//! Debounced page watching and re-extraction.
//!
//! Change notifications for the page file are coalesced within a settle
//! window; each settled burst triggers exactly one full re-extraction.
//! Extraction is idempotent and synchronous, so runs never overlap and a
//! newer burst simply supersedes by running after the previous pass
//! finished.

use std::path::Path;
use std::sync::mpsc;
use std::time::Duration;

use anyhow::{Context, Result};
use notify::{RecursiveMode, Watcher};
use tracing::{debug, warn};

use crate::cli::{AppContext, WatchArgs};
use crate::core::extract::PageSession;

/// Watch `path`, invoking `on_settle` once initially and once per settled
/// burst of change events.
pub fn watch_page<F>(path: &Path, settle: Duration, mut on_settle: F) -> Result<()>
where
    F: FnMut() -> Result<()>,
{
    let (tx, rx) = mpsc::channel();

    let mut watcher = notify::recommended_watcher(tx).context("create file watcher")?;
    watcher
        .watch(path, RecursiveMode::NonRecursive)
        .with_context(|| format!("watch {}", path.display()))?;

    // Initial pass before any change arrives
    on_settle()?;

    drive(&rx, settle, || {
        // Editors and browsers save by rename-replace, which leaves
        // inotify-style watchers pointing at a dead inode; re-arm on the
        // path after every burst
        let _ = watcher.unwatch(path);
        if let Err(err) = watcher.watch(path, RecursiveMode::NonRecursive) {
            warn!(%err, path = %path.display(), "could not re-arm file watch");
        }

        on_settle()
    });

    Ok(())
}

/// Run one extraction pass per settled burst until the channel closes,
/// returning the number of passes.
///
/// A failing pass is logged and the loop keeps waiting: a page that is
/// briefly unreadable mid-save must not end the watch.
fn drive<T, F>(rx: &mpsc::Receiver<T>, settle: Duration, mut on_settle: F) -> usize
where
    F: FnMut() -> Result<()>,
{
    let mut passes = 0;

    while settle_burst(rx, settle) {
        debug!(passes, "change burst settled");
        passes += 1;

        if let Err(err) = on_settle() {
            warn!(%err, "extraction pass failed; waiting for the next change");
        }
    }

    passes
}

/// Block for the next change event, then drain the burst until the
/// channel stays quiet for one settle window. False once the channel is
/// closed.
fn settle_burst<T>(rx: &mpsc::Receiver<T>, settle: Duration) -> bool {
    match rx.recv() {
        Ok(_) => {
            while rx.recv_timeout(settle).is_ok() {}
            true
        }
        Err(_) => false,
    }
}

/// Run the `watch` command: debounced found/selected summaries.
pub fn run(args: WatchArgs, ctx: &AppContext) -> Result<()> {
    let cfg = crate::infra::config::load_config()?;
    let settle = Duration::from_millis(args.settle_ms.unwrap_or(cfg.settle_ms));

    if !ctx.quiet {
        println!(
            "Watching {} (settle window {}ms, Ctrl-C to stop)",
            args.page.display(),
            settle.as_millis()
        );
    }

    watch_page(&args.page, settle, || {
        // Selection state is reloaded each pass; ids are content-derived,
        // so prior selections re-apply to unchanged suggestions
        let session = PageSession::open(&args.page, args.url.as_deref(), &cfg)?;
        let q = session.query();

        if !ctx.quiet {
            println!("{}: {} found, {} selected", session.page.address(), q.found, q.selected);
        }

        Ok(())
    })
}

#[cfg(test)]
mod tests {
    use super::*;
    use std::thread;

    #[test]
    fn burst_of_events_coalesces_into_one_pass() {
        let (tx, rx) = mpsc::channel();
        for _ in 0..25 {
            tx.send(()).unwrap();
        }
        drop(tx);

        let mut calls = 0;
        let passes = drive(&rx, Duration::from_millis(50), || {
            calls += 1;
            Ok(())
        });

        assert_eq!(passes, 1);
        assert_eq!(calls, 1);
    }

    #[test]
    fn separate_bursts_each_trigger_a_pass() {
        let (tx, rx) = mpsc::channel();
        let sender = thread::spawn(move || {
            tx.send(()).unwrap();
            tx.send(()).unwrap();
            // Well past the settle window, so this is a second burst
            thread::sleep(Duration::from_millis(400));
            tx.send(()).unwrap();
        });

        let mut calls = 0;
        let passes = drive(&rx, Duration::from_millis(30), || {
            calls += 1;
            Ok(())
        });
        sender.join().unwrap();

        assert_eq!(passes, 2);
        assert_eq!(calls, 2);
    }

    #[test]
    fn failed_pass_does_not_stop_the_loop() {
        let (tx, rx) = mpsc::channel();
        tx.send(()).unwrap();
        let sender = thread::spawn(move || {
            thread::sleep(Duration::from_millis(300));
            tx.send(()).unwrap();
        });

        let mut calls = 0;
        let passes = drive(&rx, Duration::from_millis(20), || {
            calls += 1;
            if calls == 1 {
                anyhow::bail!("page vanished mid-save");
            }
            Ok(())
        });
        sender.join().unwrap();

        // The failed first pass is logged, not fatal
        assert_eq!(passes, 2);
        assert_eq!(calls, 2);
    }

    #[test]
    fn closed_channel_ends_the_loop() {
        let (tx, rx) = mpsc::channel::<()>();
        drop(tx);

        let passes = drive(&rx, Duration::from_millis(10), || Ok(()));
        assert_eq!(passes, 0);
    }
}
§
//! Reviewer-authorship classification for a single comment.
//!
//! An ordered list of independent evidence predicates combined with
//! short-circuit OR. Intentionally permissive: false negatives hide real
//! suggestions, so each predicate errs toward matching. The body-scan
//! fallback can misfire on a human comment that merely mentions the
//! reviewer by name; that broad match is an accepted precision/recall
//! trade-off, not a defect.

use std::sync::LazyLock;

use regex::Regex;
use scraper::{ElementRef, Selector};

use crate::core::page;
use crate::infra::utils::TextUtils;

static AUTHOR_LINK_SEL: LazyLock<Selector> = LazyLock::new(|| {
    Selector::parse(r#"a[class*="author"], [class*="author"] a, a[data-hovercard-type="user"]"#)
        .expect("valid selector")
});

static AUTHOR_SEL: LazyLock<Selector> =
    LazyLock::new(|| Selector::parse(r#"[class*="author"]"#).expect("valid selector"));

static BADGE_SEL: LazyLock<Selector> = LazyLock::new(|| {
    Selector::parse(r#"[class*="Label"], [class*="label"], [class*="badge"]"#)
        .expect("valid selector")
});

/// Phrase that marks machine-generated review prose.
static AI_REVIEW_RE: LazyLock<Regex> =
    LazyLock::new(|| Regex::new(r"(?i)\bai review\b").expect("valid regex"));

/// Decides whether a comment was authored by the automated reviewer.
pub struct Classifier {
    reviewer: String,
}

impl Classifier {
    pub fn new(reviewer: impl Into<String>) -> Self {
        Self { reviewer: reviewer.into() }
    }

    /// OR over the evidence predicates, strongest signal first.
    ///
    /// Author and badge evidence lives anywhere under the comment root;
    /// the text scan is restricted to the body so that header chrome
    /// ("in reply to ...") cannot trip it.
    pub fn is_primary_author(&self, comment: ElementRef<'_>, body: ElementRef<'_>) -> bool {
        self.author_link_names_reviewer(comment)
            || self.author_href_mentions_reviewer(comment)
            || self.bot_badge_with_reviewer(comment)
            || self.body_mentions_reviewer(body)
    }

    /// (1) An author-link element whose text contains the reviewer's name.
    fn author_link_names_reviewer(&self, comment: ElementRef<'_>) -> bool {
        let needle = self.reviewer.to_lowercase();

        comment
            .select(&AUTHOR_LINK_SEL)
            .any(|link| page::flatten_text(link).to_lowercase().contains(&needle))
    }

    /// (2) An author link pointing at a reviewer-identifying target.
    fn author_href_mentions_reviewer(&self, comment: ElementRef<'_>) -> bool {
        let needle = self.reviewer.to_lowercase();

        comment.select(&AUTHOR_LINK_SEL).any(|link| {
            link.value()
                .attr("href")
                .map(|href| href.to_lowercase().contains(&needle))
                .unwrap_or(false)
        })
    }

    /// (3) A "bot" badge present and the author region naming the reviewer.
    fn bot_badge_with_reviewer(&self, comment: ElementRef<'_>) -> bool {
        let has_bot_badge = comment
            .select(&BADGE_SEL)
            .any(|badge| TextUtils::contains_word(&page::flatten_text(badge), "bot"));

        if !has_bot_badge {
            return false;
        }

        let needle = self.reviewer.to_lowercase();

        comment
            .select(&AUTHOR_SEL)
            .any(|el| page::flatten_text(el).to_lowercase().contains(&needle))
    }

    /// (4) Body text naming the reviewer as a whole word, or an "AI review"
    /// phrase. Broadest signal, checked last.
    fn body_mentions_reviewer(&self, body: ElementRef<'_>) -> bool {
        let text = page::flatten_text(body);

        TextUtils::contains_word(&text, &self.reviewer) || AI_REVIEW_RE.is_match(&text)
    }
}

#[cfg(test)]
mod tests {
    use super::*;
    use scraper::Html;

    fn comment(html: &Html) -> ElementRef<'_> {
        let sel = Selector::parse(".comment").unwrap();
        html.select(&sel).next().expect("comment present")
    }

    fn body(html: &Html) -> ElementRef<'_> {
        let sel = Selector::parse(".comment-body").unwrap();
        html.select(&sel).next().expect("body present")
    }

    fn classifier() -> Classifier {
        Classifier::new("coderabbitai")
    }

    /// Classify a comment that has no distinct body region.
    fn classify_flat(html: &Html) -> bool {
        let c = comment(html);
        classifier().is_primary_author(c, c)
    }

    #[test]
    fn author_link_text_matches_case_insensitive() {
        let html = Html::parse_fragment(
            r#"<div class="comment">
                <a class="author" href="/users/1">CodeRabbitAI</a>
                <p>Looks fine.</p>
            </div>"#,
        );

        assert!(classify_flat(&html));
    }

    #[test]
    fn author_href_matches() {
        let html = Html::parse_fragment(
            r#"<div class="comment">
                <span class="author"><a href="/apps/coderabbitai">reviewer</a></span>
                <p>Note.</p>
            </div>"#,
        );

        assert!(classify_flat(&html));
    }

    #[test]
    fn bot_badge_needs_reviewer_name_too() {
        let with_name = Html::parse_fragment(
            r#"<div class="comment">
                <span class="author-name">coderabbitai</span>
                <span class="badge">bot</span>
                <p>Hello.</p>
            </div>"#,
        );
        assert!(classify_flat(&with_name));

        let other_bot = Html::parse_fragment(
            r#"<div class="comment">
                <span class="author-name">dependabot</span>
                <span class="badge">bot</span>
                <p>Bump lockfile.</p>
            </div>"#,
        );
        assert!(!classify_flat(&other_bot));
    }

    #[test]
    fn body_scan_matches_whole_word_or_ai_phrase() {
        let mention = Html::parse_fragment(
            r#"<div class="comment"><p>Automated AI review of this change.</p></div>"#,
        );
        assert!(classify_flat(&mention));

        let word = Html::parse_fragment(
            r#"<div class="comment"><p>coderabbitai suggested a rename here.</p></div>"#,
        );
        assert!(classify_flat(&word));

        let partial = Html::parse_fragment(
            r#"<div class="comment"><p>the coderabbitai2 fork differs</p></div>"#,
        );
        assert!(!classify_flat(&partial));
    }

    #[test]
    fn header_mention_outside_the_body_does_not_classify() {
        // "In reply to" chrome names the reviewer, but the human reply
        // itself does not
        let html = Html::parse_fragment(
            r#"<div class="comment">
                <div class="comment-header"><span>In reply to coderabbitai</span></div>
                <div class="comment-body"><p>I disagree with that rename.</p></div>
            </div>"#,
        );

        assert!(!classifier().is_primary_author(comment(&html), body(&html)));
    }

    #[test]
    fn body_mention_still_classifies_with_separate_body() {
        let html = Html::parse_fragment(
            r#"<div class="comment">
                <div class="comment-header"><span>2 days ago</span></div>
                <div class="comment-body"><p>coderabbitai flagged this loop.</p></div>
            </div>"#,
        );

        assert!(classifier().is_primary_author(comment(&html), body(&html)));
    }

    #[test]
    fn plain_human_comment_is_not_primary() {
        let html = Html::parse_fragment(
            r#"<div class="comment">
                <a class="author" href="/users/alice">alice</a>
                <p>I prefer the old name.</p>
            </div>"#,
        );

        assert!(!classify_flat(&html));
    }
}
§
### DESCRIPTION OF THE TASK
Reproduce verbatim the lines above, from the line with "watching and re-extraction." through the line with "Err(err) = watcher.watch(path, RecursiveMode::NonRecursive)".

### OUTPUT OF THE TASK
//! Debounced page watching and re-extraction.
//!
//! Change notifications for the page file are coalesced within a settle
//! window; each settled burst triggers exactly one full re-extraction.
//! Extraction is idempotent and synchronous, so runs never overlap and a
//! newer burst simply supersedes by running after the previous pass
//! finished.

use std::path::Path;
use std::sync::mpsc;
use std::time::Duration;

use anyhow::{Context, Result};
use notify::{RecursiveMode, Watcher};
use tracing::{debug, warn};

use crate::cli::{AppContext, WatchArgs};
use crate::core::extract::PageSession;

/// Watch `path`, invoking `on_settle` once initially and once per settled
/// burst of change events.
pub fn watch_page<F>(path: &Path, settle: Duration, mut on_settle: F) -> Result<()>
where
    F: FnMut() -> Result<()>,
{
    let (tx, rx) = mpsc::channel();

    let mut watcher = notify::recommended_watcher(tx).context("create file watcher")?;
    watcher
        .watch(path, RecursiveMode::NonRecursive)
        .with_context(|| format!("watch {}", path.display()))?;

    // Initial pass before any change arrives
    on_settle()?;

    drive(&rx, settle, || {
        // Editors and browsers save by rename-replace, which leaves
        // inotify-style watchers pointing at a dead inode; re-arm on the
        // path after every burst
        let _ = watcher.unwatch(path);
        if let Err(err) = watcher.watch(path, RecursiveMode::NonRecursive) {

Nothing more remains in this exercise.